Mears Group has declared that its employees must "come to work clean shaven".

A UK building company has introduced a new safety regulation to ban a serious threat to health and safety: beards.

Mears Group sent out a letter to its staff this week listing which forms of facial hair would henceforth be considered acceptable for work.

“Operatives who work in a potentially dusty environment - all of ours - must come to work clean shaven to be able to wear appropriate dust masks effectively.”

It stated that there would be exceptions for construction workers who grew their beards for medical or religious reasons. However, they will need to provide either a letter from their place of workshop or a valid doctor’s note, as appropriate, in order to keep their facial hair.

Luckily, goatees will be considered “acceptable as long as they don’t hinder the correct fitting of said dust masks.”



“The arrogance of Mears is hair-raising,” said Mark Soave, London’s Regional Official for Unite, a worker’s union. “This is a highly delicate issue, which has huge cultural, religious and personal issues and where sensitivity should be the watchword. Instead members have been handed a decree from on high.
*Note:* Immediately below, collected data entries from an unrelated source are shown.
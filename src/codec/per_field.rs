//! Per-field format dispatch.
//!
//! A segment may store each field with a different postings or doc-values
//! format. The dispatcher asks a policy which format instance handles a field,
//! groups the fields by instance and hands each group its own sub-files named
//! `<segment>_<format>_<n>.<ext>`. The chosen format name and suffix number are
//! recorded as attributes of the field, so a reader can route every field back
//! to the right sub-format without consulting the policy.
//!
//! # Example
//!
//! ```
//! use pilum::codec::doc_values::{ColumnarDocValuesFormat, DocValuesFormat};
//! use pilum::codec::per_field::{DocValuesFormatPolicy, PerFieldFormats};
//! use std::sync::Arc;
//!
//! let compact: Arc<dyn DocValuesFormat> = Arc::new(ColumnarDocValuesFormat::default());
//! let mut formats = PerFieldFormats::new(Arc::new(ColumnarDocValuesFormat::default()) as Arc<dyn DocValuesFormat>);
//! formats.add_format("price", Arc::clone(&compact));
//! formats.add_format("rank", Arc::clone(&compact));
//!
//! // "price" and "rank" share one instance and therefore one set of files.
//! assert!(Arc::ptr_eq(&formats.format_for_field("price"), &formats.format_for_field("rank")));
//! assert!(!Arc::ptr_eq(&formats.format_for_field("price"), &formats.format_for_field("title")));
//! ```

use std::fmt::Debug;
use std::sync::Arc;

use ahash::AHashMap;

use crate::codec::doc_values::DocValuesFormat;
use crate::codec::postings::PostingsFormat;
use crate::error::{PilumError, Result};
use crate::index::field_info::FieldInfo;

pub mod doc_values;
pub mod postings;

pub use doc_values::{PerFieldDocValuesConsumer, PerFieldDocValuesFormat, PerFieldDocValuesProducer};
pub use postings::{PerFieldPostingsConsumer, PerFieldPostingsFormat, PerFieldPostingsProducer};

/// Attribute naming the doc-values format of a field.
pub const PER_FIELD_DOC_VALUES_FORMAT_KEY: &str = "PerFieldDocValuesFormat.format";
/// Attribute holding the doc-values suffix number of a field.
pub const PER_FIELD_DOC_VALUES_SUFFIX_KEY: &str = "PerFieldDocValuesFormat.suffix";
/// Attribute naming the postings format of a field.
pub const PER_FIELD_POSTINGS_FORMAT_KEY: &str = "PerFieldPostingsFormat.format";
/// Attribute holding the postings suffix number of a field.
pub const PER_FIELD_POSTINGS_SUFFIX_KEY: &str = "PerFieldPostingsFormat.suffix";

/// Chooses the doc-values format of each field.
pub trait DocValuesFormatPolicy: Send + Sync + Debug {
    fn format_for_field(&self, field: &str) -> Arc<dyn DocValuesFormat>;
}

/// Chooses the postings format of each field.
pub trait PostingsFormatPolicy: Send + Sync + Debug {
    fn format_for_field(&self, field: &str) -> Arc<dyn PostingsFormat>;
}

/// A default format plus per-field overrides.
///
/// Fields mapped to the same `Arc` share their files; two distinct instances
/// always get separate files, even if they are of the same type.
#[derive(Debug)]
pub struct PerFieldFormats<F: ?Sized> {
    default_format: Arc<F>,
    field_formats: AHashMap<String, Arc<F>>,
}

impl<F: ?Sized> PerFieldFormats<F> {
    /// Create a map where every field uses `default_format`.
    pub fn new(default_format: Arc<F>) -> Self {
        PerFieldFormats {
            default_format,
            field_formats: AHashMap::new(),
        }
    }

    /// Use `format` for `field`.
    pub fn add_format(&mut self, field: impl Into<String>, format: Arc<F>) {
        self.field_formats.insert(field.into(), format);
    }

    /// The format configured for `field`.
    pub fn get_format(&self, field: &str) -> &Arc<F> {
        self.field_formats
            .get(field)
            .unwrap_or(&self.default_format)
    }

    pub fn default_format(&self) -> &Arc<F> {
        &self.default_format
    }
}

impl<F: ?Sized> Clone for PerFieldFormats<F> {
    fn clone(&self) -> Self {
        PerFieldFormats {
            default_format: Arc::clone(&self.default_format),
            field_formats: self.field_formats.clone(),
        }
    }
}

impl DocValuesFormatPolicy for PerFieldFormats<dyn DocValuesFormat> {
    fn format_for_field(&self, field: &str) -> Arc<dyn DocValuesFormat> {
        Arc::clone(self.get_format(field))
    }
}

impl PostingsFormatPolicy for PerFieldFormats<dyn PostingsFormat> {
    fn format_for_field(&self, field: &str) -> Arc<dyn PostingsFormat> {
        Arc::clone(self.get_format(field))
    }
}

/// Suffix of the sub-files written by the `number`-th instance of a format.
pub fn suffix_name(format_name: &str, number: u32) -> String {
    format!("{format_name}_{number}")
}

/// Identity of a format instance.
pub(crate) fn instance_key<F: ?Sized>(format: &Arc<F>) -> usize {
    Arc::as_ptr(format) as *const () as usize
}

/// Hands out suffix numbers, one counter per format name, one number per
/// format instance.
#[derive(Debug, Default)]
pub(crate) struct SuffixAssigner {
    next: AHashMap<String, u32>,
}

impl SuffixAssigner {
    pub(crate) fn next_suffix(&mut self, format_name: &str) -> u32 {
        let next = self.next.entry(format_name.to_string()).or_insert(0);
        let suffix = *next;
        *next += 1;
        suffix
    }
}

/// Record `(format_name, suffix)` in the attributes of `field`.
///
/// A field that already names a different format or suffix cannot be
/// rewritten with this one.
pub(crate) fn record_format(
    field: &FieldInfo,
    format_key: &str,
    suffix_key: &str,
    format_name: &str,
    suffix: u32,
) -> Result<()> {
    let suffix_value = suffix.to_string();
    for (key, value) in [(format_key, format_name), (suffix_key, suffix_value.as_str())] {
        if let Some(existing) = field.attribute(key) {
            if existing != value {
                return Err(PilumError::consistency(format!(
                    "field {:?} already has {key}={existing}, cannot set {value}",
                    field.name
                )));
            }
        }
    }
    field.put_attribute(format_key, format_name);
    field.put_attribute(suffix_key, suffix_value);
    log::trace!("field {:?} -> {}", field.name, suffix_name(format_name, suffix));
    Ok(())
}

/// Read back the format name and suffix recorded by [`record_format`].
///
/// Returns `None` when the field names no format, which means it has no data
/// of this kind.
pub(crate) fn recorded_format(
    field: &FieldInfo,
    format_key: &str,
    suffix_key: &str,
) -> Result<Option<(String, u32)>> {
    let Some(format_name) = field.attribute(format_key) else {
        return Ok(None);
    };
    let suffix = field.attribute(suffix_key).ok_or_else(|| {
        PilumError::corruption(format!(
            "field {:?} names format {format_name} but has no {suffix_key} attribute",
            field.name
        ))
    })?;
    let suffix = suffix.parse::<u32>().map_err(|_| {
        PilumError::corruption(format!(
            "field {:?} has an invalid {suffix_key} attribute {suffix:?}",
            field.name
        ))
    })?;
    Ok(Some((format_name, suffix)))
}

#[cfg(test)]
mod tests {
    use super::*;
    use crate::codec::doc_values::ColumnarDocValuesFormat;
    use crate::index::field_info::DocValuesType;

    #[test]
    fn test_per_field_formats() {
        let shared: Arc<dyn DocValuesFormat> = Arc::new(ColumnarDocValuesFormat::default());
        let default: Arc<dyn DocValuesFormat> = Arc::new(ColumnarDocValuesFormat::default());
        let mut formats = PerFieldFormats::new(Arc::clone(&default));
        formats.add_format("a", Arc::clone(&shared));
        formats.add_format("b", Arc::clone(&shared));

        assert!(Arc::ptr_eq(&formats.format_for_field("a"), &shared));
        assert!(Arc::ptr_eq(&formats.format_for_field("b"), &shared));
        assert!(Arc::ptr_eq(&formats.format_for_field("c"), &default));
        assert_eq!(
            instance_key(&formats.format_for_field("a")),
            instance_key(&formats.format_for_field("b"))
        );
        assert_ne!(
            instance_key(&formats.format_for_field("a")),
            instance_key(&formats.format_for_field("c"))
        );
    }

    #[test]
    fn test_suffix_assigner() {
        let mut assigner = SuffixAssigner::default();
        assert_eq!(assigner.next_suffix("Columnar10"), 0);
        assert_eq!(assigner.next_suffix("Columnar10"), 1);
        assert_eq!(assigner.next_suffix("BlockPostings10"), 0);
        assert_eq!(suffix_name("Columnar10", 1), "Columnar10_1");
    }

    #[test]
    fn test_record_and_read_format() {
        let field = FieldInfo::new("f", 0, DocValuesType::Numeric, false);
        assert_eq!(
            recorded_format(&field, PER_FIELD_DOC_VALUES_FORMAT_KEY, PER_FIELD_DOC_VALUES_SUFFIX_KEY)
                .unwrap(),
            None
        );

        record_format(
            &field,
            PER_FIELD_DOC_VALUES_FORMAT_KEY,
            PER_FIELD_DOC_VALUES_SUFFIX_KEY,
            "Columnar10",
            2,
        )
        .unwrap();
        assert_eq!(
            recorded_format(&field, PER_FIELD_DOC_VALUES_FORMAT_KEY, PER_FIELD_DOC_VALUES_SUFFIX_KEY)
                .unwrap(),
            Some(("Columnar10".to_string(), 2))
        );

        // Same values again are fine; a different suffix is not.
        record_format(
            &field,
            PER_FIELD_DOC_VALUES_FORMAT_KEY,
            PER_FIELD_DOC_VALUES_SUFFIX_KEY,
            "Columnar10",
            2,
        )
        .unwrap();
        let err = record_format(
            &field,
            PER_FIELD_DOC_VALUES_FORMAT_KEY,
            PER_FIELD_DOC_VALUES_SUFFIX_KEY,
            "Columnar10",
            3,
        )
        .unwrap_err();
        assert_eq!(err.kind(), crate::error::ErrorKind::Consistency);
    }

    #[test]
    fn test_bad_suffix_attribute_is_corruption() {
        let mut attributes = std::collections::BTreeMap::new();
        attributes.insert(PER_FIELD_POSTINGS_FORMAT_KEY.to_string(), "BlockPostings10".to_string());
        let missing = FieldInfo::with_attributes("f", 0, DocValuesType::None, true, attributes.clone());
        assert!(
            recorded_format(&missing, PER_FIELD_POSTINGS_FORMAT_KEY, PER_FIELD_POSTINGS_SUFFIX_KEY)
                .unwrap_err()
                .is_corruption()
        );

        attributes.insert(PER_FIELD_POSTINGS_SUFFIX_KEY.to_string(), "x1".to_string());
        let invalid = FieldInfo::with_attributes("f", 0, DocValuesType::None, true, attributes);
        assert!(
            recorded_format(&invalid, PER_FIELD_POSTINGS_FORMAT_KEY, PER_FIELD_POSTINGS_SUFFIX_KEY)
                .unwrap_err()
                .is_corruption()
        );
    }
}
“This is clearly a case of Mears going for the cheapest option and amounts to "penny pinching stupidity". Other forms of masks are available and these should be offered to existing workers.

“Unite will always put the safety of our members first and creating huge resentment and anger among your workforce is never the way forward. Mears needs to withdraw this decree and enter into a proper consultation with Unite and the workforce.”

Despite Unite’s stance on the issue, Mears Group is not incorrect in claiming that beards can be a safety hazard. In fact, according to the Health and Safety Executive’s guidelines on the subject, properly sealing a dust mask onto your face is “impossible” with a beard.

“We are pretty surprised that Unite, who claim to have the safety of workers at heart, have taken this disappointing stance,” said Mark Elkington, Group Health and Safety Director of Mears.

He stressed the company’s “legal responsibility” to ensure that its employees are “properly protected.”

“The simple fact is that no dust mask can work effectively unless it forms a seal against the skin,” he continued. “That is not possible with a beard or even heavy stubble. If the Health and Safety Executive did a spot site visit and found workers wearing dust masks that were not sealed against the face then we would be liable to prosecution.

“The alternative to a dust mask is a full hood over the head, which brings its own risks. For example, many of our operatives do not like wearing a full hood and it can affect hearing and line of sight. It can also be uncomfortable to wear and can raise concerns with our clients who do not like to see workers in such hoods because of how it looks to customers.

“It is vital to note, however, that if a risk assessment shows that the hood is a better option for a job or a worker insisted on having one, then, if assessed to be suitable, we will supply that hood so Unite's reference to cost saving is absolute nonsense.

“If one of our workers suffers respiratory illness as a result of a poor fitting mask then that is our responsibility and we place the safety of our workers at the top of the priority list.

“Finally it is worthy of note that this affects a very small percentage of our workers who would be in that environment.